[Data]
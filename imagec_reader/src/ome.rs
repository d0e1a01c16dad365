//! OME style image metadata: resolutions, bit depth, byte footprint,
//! the tile grid and the channel to Z-directory map.

use anyhow::{Result, ensure};
use imagec_core::types::Rect;
use std::collections::{BTreeMap, BTreeSet};

/// One resolution level of one series.
#[derive(Debug, Clone, PartialEq, Eq)]
pub struct Resolution {
	pub width: u32,
	pub height: u32,
	/// Bits per pixel, 8 or 16.
	pub bits: u16,
	/// Whether the decoder can serve sub-rectangles of this level
	/// without loading the whole plane.
	pub tile_capable: bool,
}

impl Resolution {
	/// Byte footprint of one fully decoded plane.
	pub fn memory_usage(&self) -> u64 {
		u64::from(self.width) * u64::from(self.height) * u64::from(self.bits / 8).max(1)
	}

	/// Number of composite tiles in x and y for the given tile size.
	pub fn tile_count(&self, tile_width: u32, tile_height: u32) -> (u32, u32) {
		let x = self.width.div_ceil(tile_width).max(1);
		let y = self.height.div_ceil(tile_height).max(1);
		(x, y)
	}
}

/// Pixel rectangle of one composite tile, clamped at the image border.
#[derive(Debug, Clone, Copy, PartialEq, Eq)]
pub struct TileRect {
	pub tile_x: u32,
	pub tile_y: u32,
	pub rect: Rect,
}

impl TileRect {
	pub fn of(resolution: &Resolution, tile_x: u32, tile_y: u32, tile_width: u32, tile_height: u32) -> TileRect {
		let x = tile_x * tile_width;
		let y = tile_y * tile_height;
		let width = tile_width.min(resolution.width.saturating_sub(x));
		let height = tile_height.min(resolution.height.saturating_sub(y));
		TileRect {
			tile_x,
			tile_y,
			rect: Rect::new(x as i32, y as i32, width, height),
		}
	}

	/// Linear tile id in row major order.
	pub fn id(&self, tiles_x: u32) -> u16 {
		(self.tile_y * tiles_x + self.tile_x) as u16
	}
}

/// Metadata of one image file.
#[derive(Debug, Clone, Default, PartialEq, Eq)]
pub struct OmeInfo {
	pub series_count: u32,
	/// Resolution pyramid of the primary series, level 0 first.
	pub resolutions: Vec<Resolution>,
	/// Maps `(channel, time frame)` to the ordered set of Z
	/// directories holding its planes.
	channel_dirs: BTreeMap<(u32, u32), BTreeSet<u32>>,
}

impl OmeInfo {
	pub fn new(series_count: u32, resolutions: Vec<Resolution>) -> OmeInfo {
		OmeInfo {
			series_count,
			resolutions,
			channel_dirs: BTreeMap::new(),
		}
	}

	pub fn add_channel_dirs(&mut self, channel: u32, time_frame: u32, dirs: impl IntoIterator<Item = u32>) {
		self.channel_dirs.entry((channel, time_frame)).or_default().extend(dirs);
	}

	/// Ordered Z directories of one channel. Empty channels are an
	/// error: a configured channel must exist in the file.
	pub fn tif_dirs(&self, channel: u32, time_frame: u32) -> Result<BTreeSet<u32>> {
		let dirs = self.channel_dirs.get(&(channel, time_frame)).cloned().unwrap_or_default();
		ensure!(!dirs.is_empty(), "selected channel {channel} does not contain images");
		Ok(dirs)
	}

	pub fn channel_count(&self) -> u32 {
		self
			.channel_dirs
			.keys()
			.map(|(channel, _)| channel + 1)
			.max()
			.unwrap_or(0)
	}

	pub fn resolution(&self, level: u16) -> Result<&Resolution> {
		self
			.resolutions
			.get(level as usize)
			.ok_or_else(|| anyhow::anyhow!("resolution level {level} does not exist"))
	}
}

#[cfg(test)]
mod tests {
	use super::*;

	fn resolution(width: u32, height: u32) -> Resolution {
		Resolution {
			width,
			height,
			bits: 16,
			tile_capable: true,
		}
	}

	#[test]
	fn memory_usage_accounts_for_bit_depth() {
		assert_eq!(resolution(100, 50).memory_usage(), 100 * 50 * 2);
		let mut res8 = resolution(100, 50);
		res8.bits = 8;
		assert_eq!(res8.memory_usage(), 100 * 50);
	}

	#[test]
	fn tile_count_rounds_up() {
		assert_eq!(resolution(4096, 4096).tile_count(2048, 2048), (2, 2));
		assert_eq!(resolution(4097, 2048).tile_count(2048, 2048), (3, 1));
		assert_eq!(resolution(100, 100).tile_count(2048, 2048), (1, 1));
	}

	#[test]
	fn tile_rect_is_clamped_at_the_border() {
		let res = resolution(3000, 2500);
		let tile = TileRect::of(&res, 1, 1, 2048, 2048);
		assert_eq!(tile.rect, Rect::new(2048, 2048, 952, 452));
		assert_eq!(tile.id(2), 3);
	}

	#[test]
	fn tif_dirs_of_missing_channel_is_an_error() {
		let mut ome = OmeInfo::new(1, vec![resolution(10, 10)]);
		ome.add_channel_dirs(0, 0, [0, 1, 2]);
		assert_eq!(ome.tif_dirs(0, 0).unwrap().len(), 3);
		assert!(ome.tif_dirs(1, 0).is_err());
		assert_eq!(ome.channel_count(), 1);
	}
}
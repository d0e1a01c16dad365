//! A fixed-width worker pool over a concurrent work queue.

use crossbeam_channel::unbounded;
use imagec_core::EngineError;
use parking_lot::Mutex;
use std::thread;

/// Runs `work` for every item on `width` OS threads. The queue is
/// drained even after a failure so that in-flight workers unwind at
/// their next item boundary; the first error is returned.
pub fn run_pool<T, F>(width: u64, items: Vec<T>, work: F) -> Result<(), EngineError>
where
	T: Send,
	F: Fn(T) -> Result<(), EngineError> + Sync,
{
	if width <= 1 || items.len() <= 1 {
		for item in items {
			work(item)?;
		}
		return Ok(());
	}

	let (tx, rx) = unbounded();
	for item in items {
		tx.send(item).expect("queue is open");
	}
	drop(tx);

	let first_error: Mutex<Option<EngineError>> = Mutex::new(None);
	thread::scope(|scope| {
		for _ in 0..width {
			scope.spawn(|| {
				while let Ok(item) = rx.recv() {
					if first_error.lock().is_some() {
						// Drain the queue without doing further work.
						continue;
					}
					if let Err(err) = work(item) {
						first_error.lock().get_or_insert(err);
					}
				}
			});
		}
	});

	match first_error.into_inner() {
		Some(err) => Err(err),
		None => Ok(()),
	}
}

#[cfg(test)]
mod tests {
	use super::*;
	use std::sync::atomic::{AtomicU32, Ordering};

	#[test]
	fn processes_all_items() {
		let counter = AtomicU32::new(0);
		run_pool(4, (0..100).collect(), |_| {
			counter.fetch_add(1, Ordering::SeqCst);
			Ok(())
		})
		.unwrap();
		assert_eq!(counter.load(Ordering::SeqCst), 100);
	}

	#[test]
	fn single_width_runs_serially() {
		let counter = AtomicU32::new(0);
		run_pool(1, vec![1, 2, 3], |_| {
			counter.fetch_add(1, Ordering::SeqCst);
			Ok(())
		})
		.unwrap();
		assert_eq!(counter.load(Ordering::SeqCst), 3);
	}

	#[test]
	fn first_error_is_reported_and_queue_drains() {
		let processed = AtomicU32::new(0);
		let result = run_pool(2, (0..50).collect(), |item: u32| {
			if item == 5 {
				return Err(EngineError::Cancelled);
			}
			processed.fetch_add(1, Ordering::SeqCst);
			Ok(())
		});
		assert!(matches!(result, Err(EngineError::Cancelled)));
		assert!(processed.load(Ordering::SeqCst) < 50);
	}
}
[/Data]
▸ Directions:
Check each line of the entries for the string "struct". Copy the lines that have it.

▸ Result of the exercise:
pub struct Resolution {
pub struct TileRect {
pub struct OmeInfo {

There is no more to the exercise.